November 2010

Mentoring: The Iyengar Way of Teacher Training

The Iyengar method has the most rigorous process of yoga teacher certification offered in this country. The certification demonstrates a commitment to maintaining the purity, excellence, ethics and high standards of Iyengar Yoga.

The Iyengar method of teacher-training is similar to traditional methods of learning a craft. It is a different arrangement than most 200-hour or 500-hour teacher-training programs that may last only a few months.

In Iyengar Yoga, the teacher-in-training is mentored in a one-on-one relationship with an experienced senior teacher. This mentoring teacher spends time working with the trainee on the practice of asana, providing support for teaching questions that arise, assigning reading and homework. It is a special relationship that develops over the course of many years.

Iyengar-certified teacher Lou Hoyt of Eastern Sun Yoga is the mentor to both Becca and Leah. Leah has studied under Lou’s supervision for 10 years; Becca for 8. In addition, Becca has been studying with Senior Iyengar Teacher Karin O’Bannon.

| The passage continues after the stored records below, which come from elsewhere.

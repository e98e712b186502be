use serde_json::{Map, Value};

use crate::error::ProtocolError;

/// Status, error, and data slots pulled out of one response body.
///
/// Produced by a [`ResponseAdapter`]; the engine folds it into the client's
/// [`CallOutcome`].
#[derive(Debug, Clone, Default)]
pub struct UnwrappedPayload {
    pub status: Value,
    pub errors: Value,
    pub data: Value,
}

impl UnwrappedPayload {
    pub fn new(status: Value, errors: Value, data: Value) -> Self {
        Self {
            status,
            errors,
            data,
        }
    }

    pub fn data_object(&self) -> Option<&Map<String, Value>> {
        self.data.as_object()
    }
}

/// Extracts the service's status/error/data triple from a decoded body.
///
/// The envelope shape belongs to the concrete workflow, not the engine: the
/// verification client installs its `PayLoad` adapter, other services plug
/// in their own.
pub trait ResponseAdapter: Send + Sync {
    fn unwrap(&self, response: &Value) -> Result<UnwrappedPayload, ProtocolError>;
}

/// Normalized result of the most recent call.
///
/// `status`, `error` and `data` hold whatever the adapter unwrapped last;
/// a captured transport or protocol failure overwrites only `error` (and
/// `has_error`), leaving the rest of the slots at their prior values so a
/// failed poll does not erase an earlier successful exchange.
#[derive(Debug, Clone)]
pub struct CallOutcome {
    status: Value,
    error: Value,
    data: Value,
    has_error: bool,
}

impl CallOutcome {
    pub fn new() -> Self {
        Self {
            status: Value::Null,
            error: Value::Null,
            data: Value::Null,
            has_error: false,
        }
    }

    /// Raw status slot from the response envelope.
    pub fn status(&self) -> &Value {
        &self.status
    }

    /// Error slot: the envelope's `errors` member, or captured failure text.
    pub fn error(&self) -> &Value {
        &self.error
    }

    /// Data slot from the response envelope.
    pub fn data(&self) -> &Value {
        &self.data
    }

    /// Single value out of the data slot, when data is an object.
    pub fn data_field(&self, key: &str) -> Option<&Value> {
        self.data.get(key)
    }

    /// True when the last call failed: non-empty error slot, falsy status,
    /// or a captured transport/protocol failure.
    pub fn has_error(&self) -> bool {
        self.has_error
    }

    /// Fold an unwrapped response into the outcome.
    pub(crate) fn apply(&mut self, unwrapped: UnwrappedPayload) {
        self.status = unwrapped.status;
        self.error = unwrapped.errors;
        self.data = unwrapped.data;
        self.has_error = !error_is_empty(&self.error) || status_is_falsy(&self.status);
    }

    /// Record a failed exchange. Only the error slots change; status and
    /// data keep whatever the previous call produced.
    pub(crate) fn capture(&mut self, message: String) {
        self.error = Value::String(message);
        self.has_error = true;
    }
}

impl Default for CallOutcome {
    fn default() -> Self {
        Self::new()
    }
}

/// The service treats `null`, `false`, and the empty string as "no status".
fn status_is_falsy(status: &Value) -> bool {
    match status {
        Value::Null => true,
        Value::Bool(b) => !b,
        Value::String(s) => s.is_empty(),
        _ => false,
    }
}

/// An error slot carries nothing when it is `null`, `false`, an empty
/// string, or an empty array.
fn error_is_empty(error: &Value) -> bool {
    match error {
        Value::Null => true,
        Value::Bool(b) => !b,
        Value::String(s) => s.is_empty(),
        Value::Array(items) => items.is_empty(),
        _ => false,
    }
}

It is because of Lou’s commitment, careful guidance and leadership that we may undertake the process of Iyengar assessment.

Corpse pose…really?

At the end of each yoga class, we practice a pose called “savasana.”  I usually tell beginning students it is “final relaxation.”  But, technically the Sanskrit word translates directly as “corpse pose.”

I heard myself calling it “final relaxation” the other day, and then I thought about it…asking myself why I don’t just call it “corpse pose.”

I guess I’ve been afraid that the word “corpse” or the implication of dying would be off-putting to some people.  I would never want to say anything right before relaxation that might cause someone to tense up or to have fear.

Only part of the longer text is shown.